Top lawyer, who won ‘killed journalist’ US$ 300 million from Syrian Govt, to lead torture case against Gota
Scott Gilmore, formerly at the Centre for Justice and Accountability (CJA) and now in partnership with the International Truth and Justice Project (ITJP), with the international law firm Hausfeld -- who have filed a civil damages case in California against former Sri Lankan defence secretary, Gotabaya Rajapaksa, on behalf of a Tamil torture survivor Roy Samathanam -- was the lead counsel for the family of the London Sunday Times war correspondent Marie Colvin, who was killed in Syria in February 2012. In an unprecedented judgment, a US court held the Syrian government to account, found it guilty of a war crime and ordered it to pay $302 million in damages for an “unconscionable crime.”
The New York Times on 31st January this year reported:
A federal court has held Syria’s government liable for the targeting and killing of an American journalist as she reported on the shelling of a rebellious area of Homs in 2012. The decision could help ease the way for war-crimes prosecutions arising from the Syria conflict.

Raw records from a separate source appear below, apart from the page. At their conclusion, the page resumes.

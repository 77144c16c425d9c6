//! Navigation history

/// Browser-style history stack.
///
/// Pushing after going back discards the forward entries. Pushing the
/// current entry again is a no-op.
///
/// # Example
///
/// ```
/// use greenstar::History;
///
/// let mut history = History::new();
/// history.push("/");
/// history.push("/db/sql");
///
/// assert_eq!(history.back(), Some("/"));
/// assert_eq!(history.forward(), Some("/db/sql"));
/// assert_eq!(history.forward(), None);
/// ```
#[derive(Debug, Clone, Default, PartialEq, Eq)]
pub struct History {
    entries: Vec<String>,
    position: usize,
}

impl History {
    /// Create an empty history.
    pub fn new() -> Self {
        Self::default()
    }

    /// Record a navigation to `path`.
    pub fn push(&mut self, path: impl Into<String>) {
        let path = path.into();
        if self.current() == Some(path.as_str()) {
            return;
        }
        if !self.entries.is_empty() {
            self.entries.truncate(self.position + 1);
        }
        self.entries.push(path);
        self.position = self.entries.len() - 1;
    }

    /// The entry currently shown.
    pub fn current(&self) -> Option<&str> {
        self.entries.get(self.position).map(String::as_str)
    }

    /// Step back one entry and return it.
    pub fn back(&mut self) -> Option<&str> {
        if !self.can_go_back() {
            return None;
        }
        self.position -= 1;
        self.current()
    }

    /// Step forward one entry and return it.
    pub fn forward(&mut self) -> Option<&str> {
        if !self.can_go_forward() {
            return None;
        }
        self.position += 1;
        self.current()
    }

    /// Check if there is an entry behind the current one.
    pub fn can_go_back(&self) -> bool {
        self.position > 0
    }

    /// Check if there is an entry ahead of the current one.
    pub fn can_go_forward(&self) -> bool {
        self.position + 1 < self.entries.len()
    }

    /// Number of entries.
    pub fn len(&self) -> usize {
        self.entries.len()
    }

    /// Check if nothing was recorded yet.
    pub fn is_empty(&self) -> bool {
        self.entries.is_empty()
    }
}

#[cfg(test)]
mod tests {
    use super::*;

    #[test]
    fn test_empty_history() {
        let mut history = History::new();
        assert_eq!(history.current(), None);
        assert_eq!(history.back(), None);
        assert_eq!(history.forward(), None);
    }

    #[test]
    fn test_push_after_back_truncates_forward() {
        let mut history = History::new();
        history.push("/");
        history.push("/a");
        history.push("/b");
        history.back();
        history.back();
        history.push("/c");

        assert_eq!(history.len(), 2);
        assert_eq!(history.current(), Some("/c"));
        assert!(!history.can_go_forward());
        assert_eq!(history.back(), Some("/"));
    }

    #[test]
    fn test_duplicate_push_is_ignored() {
        let mut history = History::new();
        history.push("/");
        history.push("/");
        assert_eq!(history.len(), 1);
    }
}
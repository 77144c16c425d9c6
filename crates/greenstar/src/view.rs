//! Views rendered for matched routes

use std::fmt;

use serde::Serialize;

use crate::router::RouteParams;

/// The view components the blog's route table points at.
#[derive(Debug, Clone, Copy, PartialEq, Eq, Hash, Serialize)]
#[serde(rename_all = "snake_case")]
pub enum View {
    /// Landing page listing every post
    Home,

    /// Algorithm notes, by topic (`:type`)
    Algorithm,

    /// Web development notes, by topic (`:type`)
    WebDev,

    /// Database notes, by topic (`:type`)
    Database,

    /// A portfolio entry (`:id`)
    Portfolio,

    /// A single post (`:type`, `:id`)
    Post,
}

impl View {
    /// Every view, in route table order.
    pub const ALL: [View; 6] = [
        View::Home,
        View::Algorithm,
        View::WebDev,
        View::Database,
        View::Portfolio,
        View::Post,
    ];

    /// Component name, e.g. `"AlgorithmView"`.
    pub fn component_name(self) -> &'static str {
        match self {
            View::Home => "HomeView",
            View::Algorithm => "AlgorithmView",
            View::WebDev => "WebDevView",
            View::Database => "DatabaseView",
            View::Portfolio => "PortfolioView",
            View::Post => "PostView",
        }
    }

    /// Human-readable label.
    pub fn label(self) -> &'static str {
        match self {
            View::Home => "Home",
            View::Algorithm => "Algorithm",
            View::WebDev => "Web Dev",
            View::Database => "Database",
            View::Portfolio => "Portfolio",
            View::Post => "Post",
        }
    }

    /// Whether this view lists posts of the `:type` category.
    pub fn is_category(self) -> bool {
        matches!(self, View::Algorithm | View::WebDev | View::Database)
    }

    /// Page title for this view with the given params.
    ///
    /// ```
    /// use greenstar::{RouteParams, View};
    ///
    /// let params: RouteParams = [("type", "sorting")].into_iter().collect();
    /// assert_eq!(View::Algorithm.title(&params), "Algorithm · sorting");
    /// ```
    pub fn title(self, params: &RouteParams) -> String {
        let detail: Vec<String> = match self {
            View::Home => Vec::new(),
            View::Algorithm | View::WebDev | View::Database => {
                params.get("type").map(ToString::to_string).into_iter().collect()
            }
            View::Portfolio => params.get("id").map(ToString::to_string).into_iter().collect(),
            View::Post => ["type", "id"]
                .iter()
                .filter_map(|name| params.get(name).map(ToString::to_string))
                .collect(),
        };

        std::iter::once(self.label().to_string())
            .chain(detail)
            .collect::<Vec<_>>()
            .join(" · ")
    }
}

impl fmt::Display for View {
    fn fmt(&self, f: &mut fmt::Formatter<'_>) -> fmt::Result {
        f.write_str(self.component_name())
    }
}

Issued by the United States District Court in Washington, the decision awarded $ 302.5 million to relatives of the journalist, Marie Colvin. Of that sum, $300 million is punitive damages for what Judge Amy Berman Jackson, in her ruling, called “Syria’s longstanding policy of violence” that aimed
“to intimidate journalists” and “suppress dissent.”
“Our hope is that this case in some ways will provide a blueprint for future cases against the regime” led by President Bashar al-Assad, said Scott Gilmore, lawyer for the Colvins, after Judge Jackson’s ruling was issued.
Meanwhile, it was also reported: “US District Court Judge Amy Berman Jackson in his verdict concluded the Syrian military had deliberately targeted the makeshift media centre in the city of Homs where Colvin and other journalists were working on February 22, 2012.
"She was specifically targeted because of her profession, for the purpose of silencing those reporting on the growing opposition movement in the country," Jackson wrote.
Colvin, a 56-year-old war correspondent working for Britain's Sunday Times newspaper when she died, wore a signature black patch over her left eye after being blinded by a grenade in Sri Lanka in 2001. The 2018 film "A Private War" was based on her life.
Collecting the money will be an arduous effort that, at best, will take years, Mr. Gilmore said. But more significant, he said, the ruling was the first time a court had held the Syrian government responsible for an atrocity from a war convulsing the country for nearly eight years. Lawyers for Colvin's family hope to recover the $302m settlement by targeting frozen Syrian government assets overseas.
"The challenge now is going to be enforcing the judgment," said Scott Gilmore, lead counsel for the Colvin family. "The precedents show that it is possible to recover assets."